[Saved entries]
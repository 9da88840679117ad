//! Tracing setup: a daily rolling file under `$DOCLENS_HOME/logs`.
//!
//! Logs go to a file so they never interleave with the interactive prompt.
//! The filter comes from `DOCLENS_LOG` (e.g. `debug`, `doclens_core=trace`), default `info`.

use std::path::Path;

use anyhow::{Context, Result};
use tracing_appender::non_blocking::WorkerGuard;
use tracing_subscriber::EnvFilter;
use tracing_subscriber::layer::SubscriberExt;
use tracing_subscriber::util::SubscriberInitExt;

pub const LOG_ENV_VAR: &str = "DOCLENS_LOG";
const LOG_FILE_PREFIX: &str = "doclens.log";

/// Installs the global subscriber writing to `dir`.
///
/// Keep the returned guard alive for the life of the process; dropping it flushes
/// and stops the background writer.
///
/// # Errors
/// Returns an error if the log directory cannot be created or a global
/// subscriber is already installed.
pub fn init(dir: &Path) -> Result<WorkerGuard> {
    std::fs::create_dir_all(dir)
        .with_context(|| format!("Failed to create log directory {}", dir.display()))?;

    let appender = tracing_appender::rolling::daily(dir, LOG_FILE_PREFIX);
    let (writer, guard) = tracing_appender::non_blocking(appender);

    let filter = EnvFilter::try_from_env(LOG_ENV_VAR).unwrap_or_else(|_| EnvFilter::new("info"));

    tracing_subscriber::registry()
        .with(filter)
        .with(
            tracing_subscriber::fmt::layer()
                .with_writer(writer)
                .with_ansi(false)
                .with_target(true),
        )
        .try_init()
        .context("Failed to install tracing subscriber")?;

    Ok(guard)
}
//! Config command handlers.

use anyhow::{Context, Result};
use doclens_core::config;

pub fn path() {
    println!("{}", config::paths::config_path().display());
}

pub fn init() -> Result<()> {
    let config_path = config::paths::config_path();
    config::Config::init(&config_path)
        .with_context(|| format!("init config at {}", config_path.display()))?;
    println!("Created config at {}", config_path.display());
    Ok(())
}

Task instructions:
Would you copy, unchanged, the stretch of the records above that begins at the line containing "pub const LOG_ENV_VAR: &str" and ends at the line containing "let (writer, guard)", and only that?

Solution for this problem:
pub const LOG_ENV_VAR: &str = "DOCLENS_LOG";
const LOG_FILE_PREFIX: &str = "doclens.log";

/// Installs the global subscriber writing to `dir`.
///
/// Keep the returned guard alive for the life of the process; dropping it flushes
/// and stops the background writer.
///
/// # Errors
/// Returns an error if the log directory cannot be created or a global
/// subscriber is already installed.
pub fn init(dir: &Path) -> Result<WorkerGuard> {
    std::fs::create_dir_all(dir)
        .with_context(|| format!("Failed to create log directory {}", dir.display()))?;

    let appender = tracing_appender::rolling::daily(dir, LOG_FILE_PREFIX);
    let (writer, guard) = tracing_appender::non_blocking(appender);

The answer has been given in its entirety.